Regan Safier and Patrick Fitzgerald won a $9.2 million verdict for a Reading man whose leg was amputated in a screw conveyor at a meat processing factory while he was cleaning the machine. Jose Natal, who worked for an outside cleaning company, fell into the large mechanism at Devault Foods in Devault, Pa., near Malvern in May 2015. He had no prior training in cleaning the conveyor and was not adequately supervised while working. The device also had no safety limit switch to prevent it from starting when its cover doors were open. Natal, 31 at the time, was able to pull himself from the screw conveyor but too late to save his right leg, which was amputated below the knee. His left leg was also badly damaged. The lawsuit named Devault Foods and Infoswitch Inc. as defendants. The screw conveyor has metal blades that rotate around a central shaft, with the screw pushing processed meat along as the giant screw turns. For cleaning, Natal was instructed to stand atop the metal screw blade and rotate it with his feet while using a pressure washer. While he was cleaning the conveyor, it unexpectedly activated, pulling his left leg into the screw blade. He was able to pull that leg from the machine but then his right leg was ensnared. The complaint alleged the screw conveyor was defective for a number of reasons, among them because it was designed without safety guards or an emergency kill switch either inside or alongside the machine. None of these, the lawsuit stated, would have incurred great cost to the manufacturer. 

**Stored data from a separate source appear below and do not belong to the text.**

//! Endpoint clients and the attach/detach lifecycle.
//!
//! An [`EndpointClient`] wires one container interface to the host. Attach
//! runs five steps in a fixed order:
//!
//! 1. [`EndpointClient::add_endpoints`] creates the veth pair
//! 2. [`EndpointClient::add_endpoint_rules`] programs host filters and neighbors
//! 3. [`EndpointClient::move_endpoints_to_container_ns`]
//! 4. [`EndpointClient::setup_container_interfaces`] renames and raises the interface
//! 5. [`EndpointClient::configure_container_interfaces_and_routes`]
//!
//! Detach is driven by the [`EndpointRecord`] attach produced: rules are
//! removed best-effort, then the host link is deleted.

mod bridge;
mod snat;

use std::sync::Arc;

use async_trait::async_trait;
use ipnet::IpNet;
use tether_common::{EngineConfig, MacAddr, OperatingMode, TetherError, TetherResult};

use crate::ebtables::EbtablesInterface;
use crate::exec::ExecClient;
use crate::iptables::IptablesInterface;
use crate::netlink::NetlinkInterface;
use crate::types::{EndpointInfo, EndpointRecord, ExternalInterface};

pub use bridge::{BridgeEndpointClient, BridgeMode, Bridged, Tunneled};
pub use snat::SnatClient;

/// The host capabilities an endpoint client programs through.
#[derive(Clone)]
pub struct HostServices {
    /// Link, address, route and neighbor configuration.
    pub netlink: Arc<dyn NetlinkInterface>,
    /// Bridging-layer filter.
    pub ebtables: Arc<dyn EbtablesInterface>,
    /// Routing-layer filter.
    pub iptables: Arc<dyn IptablesInterface>,
    /// Command runner for sysctl knobs.
    pub exec: Arc<dyn ExecClient>,
}

impl HostServices {
    /// Services backed by the real host tools.
    #[must_use]
    pub fn system() -> Self {
        let exec: Arc<dyn ExecClient> = Arc::new(crate::exec::CommandExecutor::new());
        Self {
            netlink: Arc::new(crate::netlink::IpRoute2::new(Arc::clone(&exec))),
            ebtables: Arc::new(crate::ebtables::Ebtables::new(Arc::clone(&exec))),
            iptables: Arc::new(crate::iptables::Iptables::new(Arc::clone(&exec))),
            exec,
        }
    }
}

/// One container endpoint's host-side wiring.
#[async_trait]
pub trait EndpointClient: Send + Sync {
    /// Operating mode this client implements.
    fn mode(&self) -> OperatingMode;

    /// Host-side veth name.
    fn host_if_name(&self) -> &str;

    /// Current container-side interface name; the final name after step 4.
    fn container_if_name(&self) -> &str;

    /// Container-side MAC, known once [`Self::add_endpoints`] has run.
    fn container_mac(&self) -> Option<MacAddr>;

    /// Create the veth pair and read back the container MAC.
    async fn add_endpoints(&mut self, info: &EndpointInfo) -> TetherResult<()>;

    /// Attach the host side and install filter rules and neighbor entries.
    async fn add_endpoint_rules(&mut self, info: &EndpointInfo) -> TetherResult<()>;

    /// Move the container side into `info.netns`.
    async fn move_endpoints_to_container_ns(&mut self, info: &EndpointInfo) -> TetherResult<()>;

    /// Rename the container side to its final name and bring it up.
    async fn setup_container_interfaces(&mut self, info: &EndpointInfo) -> TetherResult<()>;

    /// Assign addresses and install routes inside the container.
    async fn configure_container_interfaces_and_routes(
        &mut self,
        info: &EndpointInfo,
    ) -> TetherResult<()>;

    /// Remove the rules and neighbor entries installed for `record`. Never fails.
    async fn delete_endpoint_rules(&self, record: &EndpointRecord);

    /// Delete the host side of `record`; the kernel removes the peer.
    async fn delete_endpoints(&self, record: &EndpointRecord) -> TetherResult<()>;
}

/// Build the client for `config.mode`.
///
/// Veth names come from the endpoint ID. In SNAT mode the endpoint's first
/// IPv4 address is the container's local address on the SNAT bridge, and
/// the uplink MAC becomes the bridge MAC.
///
/// # Errors
///
/// Returns [`TetherError::Config`] when SNAT mode is selected and the bridge
/// address or the endpoint's IPv4 address is missing.
pub fn new_endpoint_client(
    config: &EngineConfig,
    services: HostServices,
    external: &ExternalInterface,
    info: &EndpointInfo,
) -> TetherResult<Box<dyn EndpointClient>> {
    let (host_veth, container_veth) = info.id.veth_names();
    tracing::debug!(mode = ?config.mode, id = %info.id, %host_veth, %container_veth, "Creating endpoint client");

    Ok(match config.mode {
        OperatingMode::Bridge => Box::new(BridgeEndpointClient::<Bridged>::new(
            services,
            external,
            config.addresses.clone(),
            host_veth,
            container_veth,
        )),
        OperatingMode::Tunnel => Box::new(BridgeEndpointClient::<Tunneled>::new(
            services,
            external,
            config.addresses.clone(),
            host_veth,
            container_veth,
        )),
        OperatingMode::Snat => {
            let local_ip: IpNet = info.ipv4_addresses().next().copied().ok_or_else(|| {
                TetherError::Config {
                    message: format!("endpoint {} has no IPv4 address for SNAT", info.id),
                }
            })?;
            Box::new(SnatClient::new(
                services,
                config,
                host_veth,
                container_veth,
                local_ip,
                external.mac,
            )?)
        }
    })
}

/// Run the attach steps in order and return the record detach needs.
///
/// Stops at the first fatal step. Best-effort steps that fail are logged and
/// skipped.
///
/// # Errors
///
/// Returns the failing step's [`TetherError::Step`].
pub async fn attach(
    client: &mut dyn EndpointClient,
    info: &EndpointInfo,
) -> TetherResult<EndpointRecord> {
    tracing::info!(id = %info.id, mode = ?client.mode(), "Attaching endpoint");

    client.add_endpoints(info).await?;
    client.add_endpoint_rules(info).await?;
    client.move_endpoints_to_container_ns(info).await?;
    client.setup_container_interfaces(info).await?;
    client
        .configure_container_interfaces_and_routes(info)
        .await?;

    let mac = client.container_mac().ok_or_else(|| TetherError::LinkMutation {
        name: client.container_if_name().to_string(),
        message: "container MAC unknown after attach".to_string(),
    })?;

    let record = EndpointRecord {
        id: info.id.clone(),
        host_if_name: client.host_if_name().to_string(),
        if_name: client.container_if_name().to_string(),
        ip_addresses: info.ip_addresses.clone(),
        mac,
        netns: info.netns.clone(),
    };
    tracing::info!(id = %record.id, host_if = %record.host_if_name, %mac, "Endpoint attached");
    Ok(record)
}

/// Remove everything [`attach`] installed for `record`.
///
/// Rule removal never fails; the host link deletion can.
///
/// # Errors
///
/// Returns the link deletion failure.
pub async fn detach(client: &dyn EndpointClient, record: &EndpointRecord) -> TetherResult<()> {
    tracing::info!(id = %record.id, host_if = %record.host_if_name, "Detaching endpoint");

    client.delete_endpoint_rules(record).await;
    client.delete_endpoints(record).await
}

Williams aids whistleblower in Medicare fraud case


David Williams represented a New Jersey man in a whistleblower case that resulted in a pharmacy and its owners paying the federal government $775,000 for allegedly engaging in an illegal kickback scheme. The scheme involved a third-party marketing company inducing patients to get medication they didn't need and then having the pharmacy bill Medicare and receiving a substantial share of the reimbursements. The pharmacy, Vital Life Institute LLC, formerly known as AgeVital Pharmacy, located in Sarasota, Fla., agreed to pay the sum to resolve claims it violated the federal False Claims Act. "By timely informing the government of this fraud our client proved instrumental in exposing and ending the defendants' scheme," Williams told the news media. "Hopefully these types of actions will also serve as a deterrent to others who would defraud essential government programs." The whistleblower, an elderly Williamstown man, was set to be paid a reward of roughly $140,000 by the government for helping to expose the alleged scheme. Williams added: "This settlement demonstrates the value and impact of everyday citizens who come forward to expose fraud. Medicare beneficiaries who carefully review their explanation of benefits statements like this citizen can make a difference." Kline & Specter's practice focuses largely on personal injury and medical malpractice, but the firm also litigates other matters, such as whistleblower cases. In 2018 and 2019, Williams has represented whistleblowers in cases involving Medicare and Medicaid fraud that resulted in settlements of $16.2 million, $5.9 million and $3.5 million.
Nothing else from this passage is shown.